257 MITCHELL, J. The evidence of the general use of the machines throughout the trade, without guards (assignments 10 to 16 inclusive), should have been admitted. In all actions for negligence it is important that the jury should be informed explicitly just what the negligence consists in. The average untrained mind is apt to take the fact of injury as sufficient evidence of negligence. Moreover, the use of a dangerous. machine is very commonly considered ground for holding the employer responsible, whereas the test of liability is not danger, but negligence, and negligence can never be imputed from the employment of methods or machinery in general use in the business: Titus v. Bradford etc. R. R. Co., 136 Pa. St. 618; 20 Am. St. Rep. 944; Kehler v. Schwenk, 144 Pa. St. 348; 27 Am. St. Rep. 633. It is true that the general custom would not be conclusive of this case, under its peculiar circumstances to be noticed next, but it was the starting point in the defense, and the defendant was entitled to show it affirmatively so as to impress it on the jury's mind. Moreover, the evidence offered in the fifteenth assignment of error, to show that the same kind of machines were used without guards in another factory where plaintiff's son had previously worked, bore directly on the only point in the case on which the defendant's negligence could be rested. This was that if plaintiff's son had only been accustomed to the machine with the guard, and might be liable from force of habit, or

ignorance of the increased danger when the guard was removed, to push his fingers too close to the rolls and thereby get them caught, he would have been entitled to special 258 instruction as to this danger. As to what conversation or orders took place between the boy and his employer on this point the evidence was conflicting. The case therefore could not have been taken from the jury, but the defendant was entitled to have explicit directions that the use of the machine without a guard being the ordinary habit of the trade was not negligence prima facie, and would only become so if the boy's inexperience was such that he ought to have had special instructions when the change was made. The learned judge not only failed to give the defendant the benefit of the general rule in his charge, but excluded the evidence which would have put the facts before the jury.

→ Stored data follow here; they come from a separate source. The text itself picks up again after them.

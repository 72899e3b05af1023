use std::{
    collections::{BTreeMap, BTreeSet},
    io,
};

use camino::{Utf8Path, Utf8PathBuf};

use super::{
    ActiveMount, Command, Host, HostError, Operation, Result, MAPPER_DIR, PRINCIPAL_ROOT,
    ROOT_PRINCIPAL, UUID_DIR,
};

const MAX_LINK_DEPTH: usize = 8;

/// An in-memory model of a machine's devices, directories, pools and mounts
///
/// The tool commands issued by the reconciler are interpreted against the model, and commands
/// that would fail on a real machine (opening a mapper twice, exporting a pool that is still
/// bind-mounted, closing a device in use by a pool) are refused with a
/// [`HostError::CommandExecution`].
#[derive(Debug)]
pub struct MemoryHost {
    nodes: BTreeMap<Utf8PathBuf, Node>,
    accounts: BTreeSet<String>,
    formatted: BTreeSet<Utf8PathBuf>,
    pools: BTreeMap<String, Pool>,
    /// Mount target to mounted source
    mounts: BTreeMap<Utf8PathBuf, Utf8PathBuf>,
    failures: Vec<String>,
    history: Vec<Operation>,
}

#[derive(Debug, Clone, PartialEq, Eq)]
enum Node {
    Directory { owner: String },
    Device,
    Symlink { target: Utf8PathBuf },
}

/// A pool known to the model
#[derive(Debug, Clone, PartialEq, Eq)]
pub struct Pool {
    /// The redundancy keyword given at creation (`mirror`, `raidz`), if any
    pub topology: Option<String>,
    /// The device paths the pool was built from
    pub devices: Vec<Utf8PathBuf>,
    /// Names of the datasets created within the pool (excluding the pool itself)
    pub datasets: BTreeSet<String>,
    /// Whether the pool is currently imported
    pub imported: bool,
}
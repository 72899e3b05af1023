//! Opens, closes or creates an encrypted storage stack: LUKS devices, the ZFS pool built on
//! them, and bind mounts of its datasets.
//!
//! ```text
//! zolcrypt [-v...] [-f|--force] [-s|--simulate] <ACTION> <CONFIG_FILE>
//! ```
//!
//! Only the steps the system still needs are run, so any action may be repeated safely. Set
//! `ZOLCRYPT_LOG` (for example `ZOLCRYPT_LOG=zolcrypt_reconcile=debug`) to override the
//! verbosity chosen with `-v`.

use anyhow::{Context, Result};
use clap::Parser;
use tracing::{span, Level};
use tracing_subscriber::EnvFilter;

mod args;
use args::CommandLineArgs;
use zolcrypt_config::ConfigFile;
use zolcrypt_host::SystemHost;
use zolcrypt_reconcile::{reconcile, RunOptions};

const LOG_ENV: &str = "ZOLCRYPT_LOG";

/// Level and pretty printing for the number of `-v` flags
fn log_level(verbosity: u8) -> (Level, bool) {
    match verbosity {
        0 => (Level::INFO, false),
        1 => (Level::DEBUG, false),
        2 => (Level::DEBUG, true),
        _ => (Level::TRACE, true),
    }
}

fn init_logger(verbosity: u8) {
    let (level, pretty) = log_level(verbosity);
    let filter =
        EnvFilter::try_from_env(LOG_ENV).unwrap_or_else(|_| EnvFilter::new(level.to_string()));
    let sub = tracing_subscriber::fmt()
        .with_writer(std::io::stderr)
        .with_file(false)
        .with_line_number(false)
        .with_env_filter(filter);
    if pretty {
        sub.pretty().init();
    } else {
        sub.init();
    }
}

fn main() -> Result<()> {
    let CommandLineArgs {
        action,
        config_file,
        force,
        simulate,
        verbose,
    } = CommandLineArgs::parse();

    init_logger(verbose);
    let span = span!(Level::DEBUG, "main", action = action.as_str());
    let _guard = span.enter();

    let config = ConfigFile::load(&config_file)?;
    if simulate {
        tracing::warn!("Simulating only, no changes will be made");
    }

    let mut host = SystemHost::new();
    let report = reconcile(action, &config, RunOptions { force, simulate }, &mut host)
        .with_context(|| format!("Failed to {action} the storage stack of {config_file}"))?;
    tracing::info!("{report}");
    Ok(())
}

There was error also in the charge as to damages. The boy was earning two dollars and a half a week. If it was claimed that he was likely to earn more in the near future the plaintiff should have proved the fact as part of his case, but the learned judge, without any evidence on the subject, threw in a suggestion that the boy might get more "by way of promotion." The verdict was in favor of the father for more than double the boy's gross wages until he should reach twentyone. We cannot say that this suggestion as to promotion may not have contributed to this result.

The learned judge appears in the opening of his charge to have read the plaintiff's statement to the jury, including the averment of damages. This is exceedingly bad practice. It tends to get figures and amounts into the jury's mind without evidence. Here again the verdict is suggestive, for it is for one thousand dollars, the exact amount of the technical ad damnum clause in the statement.

Judgment reversed and venire de novo awarded.

MASTER AND SERVANT.-THE TEST OF THE LIABILITY OF A MASTER to his servant is negligence, not danger: Kehler v. Schwenk, 144 Pa. St. 348; 27 Am. St. Rep. 633, and note, with the cases collected.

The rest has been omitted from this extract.